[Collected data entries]
▼▼▼

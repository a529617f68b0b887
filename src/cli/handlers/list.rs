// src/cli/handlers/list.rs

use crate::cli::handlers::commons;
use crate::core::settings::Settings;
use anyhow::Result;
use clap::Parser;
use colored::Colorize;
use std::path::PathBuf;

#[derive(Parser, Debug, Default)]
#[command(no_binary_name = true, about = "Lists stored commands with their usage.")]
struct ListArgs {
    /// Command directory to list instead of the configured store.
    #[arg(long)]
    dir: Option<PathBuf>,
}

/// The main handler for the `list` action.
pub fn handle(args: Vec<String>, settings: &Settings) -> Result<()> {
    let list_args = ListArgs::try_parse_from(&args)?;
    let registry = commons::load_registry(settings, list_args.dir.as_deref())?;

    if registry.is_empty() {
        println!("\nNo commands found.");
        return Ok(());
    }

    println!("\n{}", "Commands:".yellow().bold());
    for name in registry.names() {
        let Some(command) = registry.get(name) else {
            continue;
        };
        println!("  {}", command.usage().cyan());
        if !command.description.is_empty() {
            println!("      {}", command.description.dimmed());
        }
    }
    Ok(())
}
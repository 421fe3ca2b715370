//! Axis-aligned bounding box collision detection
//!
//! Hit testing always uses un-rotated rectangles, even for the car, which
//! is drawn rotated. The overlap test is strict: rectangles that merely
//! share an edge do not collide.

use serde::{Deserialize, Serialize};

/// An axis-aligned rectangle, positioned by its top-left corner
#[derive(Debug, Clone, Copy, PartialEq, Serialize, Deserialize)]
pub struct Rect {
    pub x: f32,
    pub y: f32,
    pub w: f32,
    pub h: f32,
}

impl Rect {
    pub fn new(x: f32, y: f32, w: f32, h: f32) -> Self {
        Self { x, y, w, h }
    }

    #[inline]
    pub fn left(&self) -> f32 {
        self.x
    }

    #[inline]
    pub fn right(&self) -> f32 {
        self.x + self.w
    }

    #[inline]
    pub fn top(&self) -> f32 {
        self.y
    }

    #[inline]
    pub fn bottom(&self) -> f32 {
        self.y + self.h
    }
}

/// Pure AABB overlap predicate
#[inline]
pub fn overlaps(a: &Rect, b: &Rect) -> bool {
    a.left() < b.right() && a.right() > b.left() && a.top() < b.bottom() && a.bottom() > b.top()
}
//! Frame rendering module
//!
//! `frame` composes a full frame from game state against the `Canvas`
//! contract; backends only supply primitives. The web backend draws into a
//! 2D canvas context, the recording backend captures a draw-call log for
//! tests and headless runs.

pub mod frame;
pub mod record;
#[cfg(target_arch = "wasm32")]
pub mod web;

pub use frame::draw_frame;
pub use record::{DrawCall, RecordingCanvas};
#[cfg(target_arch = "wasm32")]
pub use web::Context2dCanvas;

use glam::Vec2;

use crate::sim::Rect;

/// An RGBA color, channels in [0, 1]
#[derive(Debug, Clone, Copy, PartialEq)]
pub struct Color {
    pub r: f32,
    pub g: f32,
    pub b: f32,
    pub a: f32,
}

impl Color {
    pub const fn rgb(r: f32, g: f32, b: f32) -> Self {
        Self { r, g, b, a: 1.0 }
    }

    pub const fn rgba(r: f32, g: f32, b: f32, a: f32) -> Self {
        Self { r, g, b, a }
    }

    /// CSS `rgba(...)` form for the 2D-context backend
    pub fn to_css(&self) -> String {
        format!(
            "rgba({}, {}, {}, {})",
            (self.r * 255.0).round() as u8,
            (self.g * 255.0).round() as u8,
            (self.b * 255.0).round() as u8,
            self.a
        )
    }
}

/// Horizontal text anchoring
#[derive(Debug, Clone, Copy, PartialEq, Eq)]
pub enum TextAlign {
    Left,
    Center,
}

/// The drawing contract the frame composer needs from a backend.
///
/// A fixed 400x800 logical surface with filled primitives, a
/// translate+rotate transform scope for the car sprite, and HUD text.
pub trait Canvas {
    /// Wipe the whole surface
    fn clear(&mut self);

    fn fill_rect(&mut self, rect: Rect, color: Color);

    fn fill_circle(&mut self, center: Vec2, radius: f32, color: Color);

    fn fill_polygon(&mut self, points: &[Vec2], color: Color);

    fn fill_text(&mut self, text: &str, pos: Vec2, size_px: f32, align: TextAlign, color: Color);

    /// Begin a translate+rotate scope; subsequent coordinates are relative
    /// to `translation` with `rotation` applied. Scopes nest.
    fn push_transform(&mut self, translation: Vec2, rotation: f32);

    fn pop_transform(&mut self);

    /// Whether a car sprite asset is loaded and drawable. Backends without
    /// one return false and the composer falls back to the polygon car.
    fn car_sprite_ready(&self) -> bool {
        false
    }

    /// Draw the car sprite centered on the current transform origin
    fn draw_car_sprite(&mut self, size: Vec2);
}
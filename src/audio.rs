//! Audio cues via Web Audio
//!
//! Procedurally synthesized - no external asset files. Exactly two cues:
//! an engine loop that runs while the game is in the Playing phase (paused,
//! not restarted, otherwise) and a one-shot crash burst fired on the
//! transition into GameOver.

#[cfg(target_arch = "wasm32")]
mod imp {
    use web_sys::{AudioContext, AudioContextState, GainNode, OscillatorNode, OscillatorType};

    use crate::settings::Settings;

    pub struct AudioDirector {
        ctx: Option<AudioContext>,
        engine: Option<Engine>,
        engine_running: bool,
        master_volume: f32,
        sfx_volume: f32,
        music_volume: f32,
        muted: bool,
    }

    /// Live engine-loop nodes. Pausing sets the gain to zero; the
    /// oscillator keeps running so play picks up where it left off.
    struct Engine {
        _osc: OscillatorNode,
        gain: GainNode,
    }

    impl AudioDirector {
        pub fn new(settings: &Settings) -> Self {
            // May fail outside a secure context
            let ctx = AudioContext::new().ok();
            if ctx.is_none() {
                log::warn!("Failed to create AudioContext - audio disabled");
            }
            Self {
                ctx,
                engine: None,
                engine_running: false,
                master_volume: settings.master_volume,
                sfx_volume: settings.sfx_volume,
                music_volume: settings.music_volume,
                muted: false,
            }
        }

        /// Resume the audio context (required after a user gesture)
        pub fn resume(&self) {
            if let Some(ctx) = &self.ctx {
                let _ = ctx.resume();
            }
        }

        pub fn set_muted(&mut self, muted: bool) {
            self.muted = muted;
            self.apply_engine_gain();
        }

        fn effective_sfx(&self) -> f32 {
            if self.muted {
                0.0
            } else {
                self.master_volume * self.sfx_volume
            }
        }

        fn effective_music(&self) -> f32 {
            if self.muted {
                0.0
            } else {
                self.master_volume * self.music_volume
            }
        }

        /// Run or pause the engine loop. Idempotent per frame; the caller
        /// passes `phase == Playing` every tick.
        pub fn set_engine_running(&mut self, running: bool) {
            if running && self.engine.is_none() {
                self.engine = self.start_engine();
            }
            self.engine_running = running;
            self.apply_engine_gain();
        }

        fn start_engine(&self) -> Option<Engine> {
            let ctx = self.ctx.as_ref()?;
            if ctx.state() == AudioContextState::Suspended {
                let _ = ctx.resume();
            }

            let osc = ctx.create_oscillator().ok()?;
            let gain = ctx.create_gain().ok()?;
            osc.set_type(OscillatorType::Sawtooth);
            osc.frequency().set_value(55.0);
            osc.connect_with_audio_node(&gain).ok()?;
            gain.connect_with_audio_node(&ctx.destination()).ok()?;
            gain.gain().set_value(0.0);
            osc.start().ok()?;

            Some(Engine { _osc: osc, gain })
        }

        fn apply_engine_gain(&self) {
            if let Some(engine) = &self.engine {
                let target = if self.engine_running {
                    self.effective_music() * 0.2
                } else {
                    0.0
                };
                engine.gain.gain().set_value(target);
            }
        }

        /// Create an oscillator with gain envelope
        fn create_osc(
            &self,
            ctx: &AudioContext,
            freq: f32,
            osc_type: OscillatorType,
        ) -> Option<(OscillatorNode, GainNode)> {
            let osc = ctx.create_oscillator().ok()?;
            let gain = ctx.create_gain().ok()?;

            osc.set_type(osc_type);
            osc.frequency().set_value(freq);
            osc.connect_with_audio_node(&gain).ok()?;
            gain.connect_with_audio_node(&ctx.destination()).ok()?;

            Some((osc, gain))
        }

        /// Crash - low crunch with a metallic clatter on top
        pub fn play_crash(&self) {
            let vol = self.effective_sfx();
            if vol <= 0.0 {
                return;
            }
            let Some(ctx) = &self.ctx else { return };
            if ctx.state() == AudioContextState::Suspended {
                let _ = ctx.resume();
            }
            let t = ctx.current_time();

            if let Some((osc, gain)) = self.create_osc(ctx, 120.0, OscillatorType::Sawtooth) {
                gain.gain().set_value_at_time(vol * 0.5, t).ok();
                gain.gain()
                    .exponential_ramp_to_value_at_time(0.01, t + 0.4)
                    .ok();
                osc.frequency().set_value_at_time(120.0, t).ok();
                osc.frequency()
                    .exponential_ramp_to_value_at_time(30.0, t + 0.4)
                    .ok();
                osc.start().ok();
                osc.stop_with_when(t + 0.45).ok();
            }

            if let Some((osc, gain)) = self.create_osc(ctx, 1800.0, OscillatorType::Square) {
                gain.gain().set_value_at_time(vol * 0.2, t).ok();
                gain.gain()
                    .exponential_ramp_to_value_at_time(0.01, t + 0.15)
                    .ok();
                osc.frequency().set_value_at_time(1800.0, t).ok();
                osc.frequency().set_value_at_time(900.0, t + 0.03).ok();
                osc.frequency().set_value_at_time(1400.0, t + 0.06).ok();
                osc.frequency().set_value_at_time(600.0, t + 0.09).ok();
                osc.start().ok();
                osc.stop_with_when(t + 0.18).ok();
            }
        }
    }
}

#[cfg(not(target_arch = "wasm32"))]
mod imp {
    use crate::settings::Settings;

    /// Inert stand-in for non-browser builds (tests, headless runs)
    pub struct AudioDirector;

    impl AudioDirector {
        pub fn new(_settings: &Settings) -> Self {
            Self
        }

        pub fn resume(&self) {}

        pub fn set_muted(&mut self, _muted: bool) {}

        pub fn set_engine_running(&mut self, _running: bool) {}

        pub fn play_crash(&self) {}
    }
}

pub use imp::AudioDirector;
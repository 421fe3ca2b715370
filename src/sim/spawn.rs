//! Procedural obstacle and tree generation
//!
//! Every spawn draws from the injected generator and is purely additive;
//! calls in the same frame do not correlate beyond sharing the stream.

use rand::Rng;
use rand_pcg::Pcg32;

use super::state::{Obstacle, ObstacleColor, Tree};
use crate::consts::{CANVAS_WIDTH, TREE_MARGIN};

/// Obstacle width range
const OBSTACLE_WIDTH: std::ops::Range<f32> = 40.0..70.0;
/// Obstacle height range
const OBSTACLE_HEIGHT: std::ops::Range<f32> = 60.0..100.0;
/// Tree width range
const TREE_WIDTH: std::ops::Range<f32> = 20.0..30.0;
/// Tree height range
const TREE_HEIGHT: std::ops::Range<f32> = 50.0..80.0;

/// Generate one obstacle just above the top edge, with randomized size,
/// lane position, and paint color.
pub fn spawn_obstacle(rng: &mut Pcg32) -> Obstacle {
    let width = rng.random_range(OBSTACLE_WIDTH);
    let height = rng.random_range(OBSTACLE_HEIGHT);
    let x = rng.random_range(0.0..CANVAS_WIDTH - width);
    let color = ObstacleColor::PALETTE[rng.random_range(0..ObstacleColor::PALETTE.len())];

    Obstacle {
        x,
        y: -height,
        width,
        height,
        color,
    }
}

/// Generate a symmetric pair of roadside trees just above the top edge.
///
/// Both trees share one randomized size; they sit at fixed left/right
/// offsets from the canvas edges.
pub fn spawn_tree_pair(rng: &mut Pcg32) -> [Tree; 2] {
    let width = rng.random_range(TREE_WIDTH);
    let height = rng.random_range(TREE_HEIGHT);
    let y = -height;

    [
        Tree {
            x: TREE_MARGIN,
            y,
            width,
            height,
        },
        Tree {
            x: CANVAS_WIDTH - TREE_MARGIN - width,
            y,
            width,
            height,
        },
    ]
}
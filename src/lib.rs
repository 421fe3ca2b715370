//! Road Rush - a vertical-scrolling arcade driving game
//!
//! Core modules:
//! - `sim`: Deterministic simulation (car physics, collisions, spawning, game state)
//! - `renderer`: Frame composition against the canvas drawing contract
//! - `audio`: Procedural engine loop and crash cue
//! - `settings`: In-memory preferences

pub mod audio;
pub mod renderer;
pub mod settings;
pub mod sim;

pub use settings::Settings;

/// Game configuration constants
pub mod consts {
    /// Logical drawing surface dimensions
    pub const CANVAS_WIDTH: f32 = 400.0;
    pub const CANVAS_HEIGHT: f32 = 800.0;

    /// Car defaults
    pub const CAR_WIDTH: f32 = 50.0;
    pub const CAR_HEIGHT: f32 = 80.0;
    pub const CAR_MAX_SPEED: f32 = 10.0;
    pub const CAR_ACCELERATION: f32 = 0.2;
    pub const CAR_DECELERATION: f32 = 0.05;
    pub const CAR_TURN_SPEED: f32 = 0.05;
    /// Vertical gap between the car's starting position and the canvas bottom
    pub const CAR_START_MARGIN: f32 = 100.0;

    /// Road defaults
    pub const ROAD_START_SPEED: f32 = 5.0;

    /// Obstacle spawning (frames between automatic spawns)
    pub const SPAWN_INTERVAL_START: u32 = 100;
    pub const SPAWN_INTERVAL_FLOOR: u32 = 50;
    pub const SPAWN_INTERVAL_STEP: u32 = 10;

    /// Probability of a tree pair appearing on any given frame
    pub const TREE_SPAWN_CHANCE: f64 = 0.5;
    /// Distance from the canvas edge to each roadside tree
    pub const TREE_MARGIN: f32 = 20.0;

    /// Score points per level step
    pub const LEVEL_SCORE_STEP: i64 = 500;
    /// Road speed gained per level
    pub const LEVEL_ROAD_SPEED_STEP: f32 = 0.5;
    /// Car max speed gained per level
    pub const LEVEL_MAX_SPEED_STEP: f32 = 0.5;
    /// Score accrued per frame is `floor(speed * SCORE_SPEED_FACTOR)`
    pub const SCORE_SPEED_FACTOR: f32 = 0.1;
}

▲▲▲

→ Your instructions
From the data above, output exactly the lines between the one containing "pub mod web;" and the one containing "pub struct Color", counting both of them.

→ Your response
pub mod web;

pub use frame::draw_frame;
pub use record::{DrawCall, RecordingCanvas};
#[cfg(target_arch = "wasm32")]
pub use web::Context2dCanvas;

use glam::Vec2;

use crate::sim::Rect;

/// An RGBA color, channels in [0, 1]
#[derive(Debug, Clone, Copy, PartialEq)]
pub struct Color {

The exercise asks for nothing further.